The Bolivian government is taking action toward this objective. After it disqualified Argentina’s Tecpetrol and U.S. startup EnergyX, the government named six finalists (as of June 2022) to help its state-run lithium company mine these untapped resources:
- Lilac Solutions, a startup backed by BMW and Bill Gate’s Breakthrough Energy Ventures
- Chinese battery-maker CATL
- Fusion Enertech TBEA Co. Ltd., also from China
- China’s Guoan Group Co.
- Russia’s Uranium One
Getting your business in on the boom
A complex, capital-intensive industry like mining requires teamwork at every step, from joining forces for exploration or partnering on the production side, as Allkem and Toyota Tsusho are doing to build a processing plant. Here are some areas for your business to explore as South America’s Lithium Triangle continues to grow and evolve.
Join an urgently needed innovation ecosystem: From satellite imaging that detects new deposits to tools that extract precious resources from dead batteries, innovation can be a game-changer in the natural resources sector. It’s urgently needed to accelerate progress in the Lithium Triangle.
In Chile, former minister Sergio Bitar observed that “If Chile wants to maintain its market share and leverage the creation of added value, it must focus on production but also make the leap in research and cutting-edge technology developments. The question is how to do it.”

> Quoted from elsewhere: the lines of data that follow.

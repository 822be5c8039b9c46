//! HTTP backend for OpenAI-compatible vision-language endpoints.

use std::io::Cursor;
use std::path::Path;
use std::time::{Duration, Instant};

use base64::Engine;
use base64::engine::general_purpose::STANDARD as BASE64_STANDARD;
use image::{GenericImageView, ImageFormat};
use reqwest::blocking::Client;
use tracing::debug;

use crate::chat::{ChatRequest, DEFAULT_PROMPT, parse_chat_response};
use crate::error::InferenceError;
use crate::{InferenceBackend, Result};

/// Backend posting each image to a chat-completions endpoint.
pub struct HttpVisionBackend {
    client: Client,
    endpoint: String,
    model: String,
    api_key: Option<String>,
    prompt: String,
    max_tokens: u32,
    repetition_penalty: Option<f32>,
    max_image_size: u32,
}

impl HttpVisionBackend {
    /// Create a backend for `endpoint` serving `model` with default settings.
    pub fn new(endpoint: impl Into<String>, model: impl Into<String>) -> Result<Self> {
        Self::with_timeout(endpoint, model, Duration::from_secs(300))
    }

    /// Create a backend whose requests give up after `timeout`.
    pub fn with_timeout(
        endpoint: impl Into<String>,
        model: impl Into<String>,
        timeout: Duration,
    ) -> Result<Self> {
        let endpoint = endpoint.into();
        if !(endpoint.starts_with("http://") || endpoint.starts_with("https://")) {
            return Err(InferenceError::Config(format!(
                "endpoint must be an http(s) URL: {}",
                endpoint
            )));
        }

        let client = Client::builder()
            .timeout(timeout)
            .build()
            .map_err(|e| InferenceError::Config(e.to_string()))?;

        Ok(Self {
            client,
            endpoint,
            model: model.into(),
            api_key: None,
            prompt: DEFAULT_PROMPT.to_string(),
            max_tokens: 2048,
            repetition_penalty: None,
            max_image_size: 1792,
        })
    }

    /// Send `Authorization: Bearer <key>` with every request.
    pub fn with_api_key(mut self, api_key: Option<String>) -> Self {
        self.api_key = api_key.filter(|k| !k.trim().is_empty());
        self
    }

    /// Replace the extraction question.
    pub fn with_prompt(mut self, prompt: impl Into<String>) -> Self {
        self.prompt = prompt.into();
        self
    }

    /// Set the generation budget.
    pub fn with_max_tokens(mut self, max_tokens: u32) -> Self {
        self.max_tokens = max_tokens;
        self
    }

    /// Set the repetition penalty (omitted from the request when `None`).
    pub fn with_repetition_penalty(mut self, penalty: Option<f32>) -> Self {
        self.repetition_penalty = penalty;
        self
    }

    /// Bound the longer image side sent to the model.
    pub fn with_max_image_size(mut self, size: u32) -> Self {
        self.max_image_size = size.max(1);
        self
    }

    fn post(&self, request: &ChatRequest<'_>) -> Result<String> {
        let mut builder = self.client.post(&self.endpoint).json(request);
        if let Some(key) = &self.api_key {
            builder = builder.bearer_auth(key);
        }

        let response = builder
            .send()
            .map_err(|e| InferenceError::Transport(e.to_string()))?;

        let status = response.status();
        let body = response
            .text()
            .map_err(|e| InferenceError::Transport(e.to_string()))?;

        if !status.is_success() {
            return Err(InferenceError::Http {
                status: status.as_u16(),
                body: truncate(&body, 512),
            });
        }

        Ok(body)
    }
}

impl InferenceBackend for HttpVisionBackend {
    fn infer(&self, image: &Path) -> Result<String> {
        let start = Instant::now();
        let data_url = encode_image(image, self.max_image_size)?;

        let mut request = ChatRequest::single_image(&self.model, &self.prompt, data_url);
        request.max_tokens = self.max_tokens;
        request.repetition_penalty = self.repetition_penalty;

        let body = self.post(&request)?;
        let text = parse_chat_response(&body)?;

        debug!(
            "{} answered {} chars for {} in {:?}",
            self.model,
            text.len(),
            image.display(),
            start.elapsed()
        );

        Ok(text)
    }

    fn name(&self) -> &str {
        &self.model
    }
}

/// Decode the image, shrink it to fit `max_size`, and wrap it as a PNG data URL.
pub(crate) fn encode_image(path: &Path, max_size: u32) -> Result<String> {
    let bytes = std::fs::read(path)?;
    let image = image::load_from_memory(&bytes)
        .map_err(|e| InferenceError::InvalidImage(format!("{}: {}", path.display(), e)))?;

    let (width, height) = image.dimensions();
    let image = if width.max(height) > max_size {
        debug!("Resizing {}x{} image to fit {}", width, height, max_size);
        image.resize(max_size, max_size, image::imageops::FilterType::Lanczos3)
    } else {
        image
    };

    let mut png = Cursor::new(Vec::new());
    image
        .to_rgb8()
        .write_to(&mut png, ImageFormat::Png)
        .map_err(|e| InferenceError::InvalidImage(e.to_string()))?;

    Ok(format!(
        "data:image/png;base64,{}",
        BASE64_STANDARD.encode(png.into_inner())
    ))
}

fn truncate(s: &str, max_chars: usize) -> String {
    match s.char_indices().nth(max_chars) {
        Some((idx, _)) => format!("{}...", &s[..idx]),
        None => s.to_string(),
    }
}

#[cfg(test)]
mod tests {
    use super::*;
    use pretty_assertions::assert_eq;

    fn write_png(dir: &Path, name: &str, width: u32, height: u32) -> std::path::PathBuf {
        let path = dir.join(name);
        image::RgbImage::from_pixel(width, height, image::Rgb([255, 255, 255]))
            .save(&path)
            .unwrap();
        path
    }

    #[test]
    fn test_encode_image_data_url() {
        let dir = tempfile::tempdir().unwrap();
        let path = write_png(dir.path(), "small.png", 8, 4);

        let url = encode_image(&path, 1792).unwrap();
        assert!(url.starts_with("data:image/png;base64,"));

        let payload = url.trim_start_matches("data:image/png;base64,");
        let decoded = image::load_from_memory(&BASE64_STANDARD.decode(payload).unwrap()).unwrap();
        assert_eq!(decoded.dimensions(), (8, 4));
    }

    #[test]
    fn test_encode_image_downsizes() {
        let dir = tempfile::tempdir().unwrap();
        let path = write_png(dir.path(), "wide.png", 400, 100);

        let url = encode_image(&path, 200).unwrap();
        let payload = url.trim_start_matches("data:image/png;base64,");
        let decoded = image::load_from_memory(&BASE64_STANDARD.decode(payload).unwrap()).unwrap();
        assert_eq!(decoded.dimensions(), (200, 50));
    }

    #[test]
    fn test_encode_garbage_is_invalid_image() {
        let dir = tempfile::tempdir().unwrap();
        let path = dir.path().join("broken.jpg");
        std::fs::write(&path, b"definitely not a jpeg").unwrap();

        assert!(matches!(
            encode_image(&path, 1792),
            Err(InferenceError::InvalidImage(_))
        ));
    }

    #[test]
    fn test_missing_file_is_io_error() {
        let dir = tempfile::tempdir().unwrap();
        assert!(matches!(
            encode_image(&dir.path().join("nope.png"), 1792),
            Err(InferenceError::Io(_))
        ));
    }

    #[test]
    fn test_rejects_non_http_endpoint() {
        assert!(matches!(
            HttpVisionBackend::new("localhost:8000", "vintern"),
            Err(InferenceError::Config(_))
        ));
    }

    #[test]
    fn test_blank_api_key_is_dropped() {
        let backend = HttpVisionBackend::new("http://localhost:8000/v1/chat/completions", "vintern")
            .unwrap()
            .with_api_key(Some("  ".to_string()));
        assert!(backend.api_key.is_none());
        assert_eq!(backend.name(), "vintern");
    }

    #[test]
    fn test_truncate() {
        assert_eq!(truncate("hóa đơn", 3), "hóa...");
        assert_eq!(truncate("abc", 10), "abc");
    }
}
//! Common regex patterns for model response parsing.

use lazy_static::lazy_static;
use regex::Regex;

lazy_static! {
    // Markdown / ASCII table rules: |---|:---:|, ---|---, +----+----+, ====
    pub static ref SEPARATOR_LINE: Regex = Regex::new(
        r"^[\s|:+=\-]*(?:-{3,}|={3,})[\s|:+=\-]*$"
    ).unwrap();

    // Column gaps in whitespace-aligned tables: a tab or two+ spaces
    pub static ref ALIGNED_GAP: Regex = Regex::new(
        r"[ ]*\t[ \t]*|[ ]{2,}"
    ).unwrap();

    // Cell delimiters in delimited tables
    pub static ref CELL_DELIMITER: Regex = Regex::new(
        r"[|¦]"
    ).unwrap();

    // Outermost JSON array or object in a response
    pub static ref JSON_BLOCK: Regex = Regex::new(
        r"(?s)\[.*\]|\{.*\}"
    ).unwrap();

    // Markdown emphasis/code marks left around cell values
    pub static ref MARKUP: Regex = Regex::new(
        r"[*`|¦]+"
    ).unwrap();
}

#[cfg(test)]
mod tests {
    use super::*;

    #[test]
    fn test_separator_line() {
        assert!(SEPARATOR_LINE.is_match("|----------|----------|"));
        assert!(SEPARATOR_LINE.is_match("| :--- | ---: |"));
        assert!(SEPARATOR_LINE.is_match("---|---|---"));
        assert!(SEPARATOR_LINE.is_match("+------+------+"));
        assert!(!SEPARATOR_LINE.is_match("| Coca Cola | 2 |"));
        assert!(!SEPARATOR_LINE.is_match("| - | 2 |"));
    }

    #[test]
    fn test_aligned_gap() {
        let cells: Vec<&str> = ALIGNED_GAP.split("Tên hàng   Số lượng\tĐơn giá").collect();
        assert_eq!(cells, vec!["Tên hàng", "Số lượng", "Đơn giá"]);
    }
}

In Chile, the Boric government is aiming to create a national lithium company for everything from exploration to manufacturing. In Argentina, state-owned energy Y-TEC is working to develop a lithium battery with a greater proportion of domestically produced components. And in Bolivia, none of the contenders for the government’s mining project have exploited lithium at scale before. Could your business become a technology partner for the Lithium Triangle’s growing innovation ecosystem?
Help make mining more sustainable: Falling flamingo populations on the Atacama Desert are just the beginning of the Lithium Triangle’s environmental concerns. In a region where water is already scarce, researchers are linking mining more and more to contaminated local water basins, aquifer drainage, soil degradation, and negative impact on rural livelihoods. In Chile’s mining industry, violations have consequences. Barrick Gold’s Pascua Lama gold and copper mining project was shut down due to its impact on local glaciers, a local river, and water availability.
Companies, like Evove in the UK and EnergyX in the United States, are developing innovative technologies to extract lithium from brines and turn brackish or saline water into fresh water for consumption. In Europe, Vulcan Energy is aiming to extract lithium in the Rhine Valley with zero emissions. How might these and other innovations make mining more environmentally friendly in the Lithium Triangle—and power the EV revolution the world needs?
Get creative with a new product or service: Bolivian startup Quantum is hoping to help local communities benefit from the lithium boom by building tiny electric cars powered by locally made batteries. What similar innovations or business models could your business launch or support?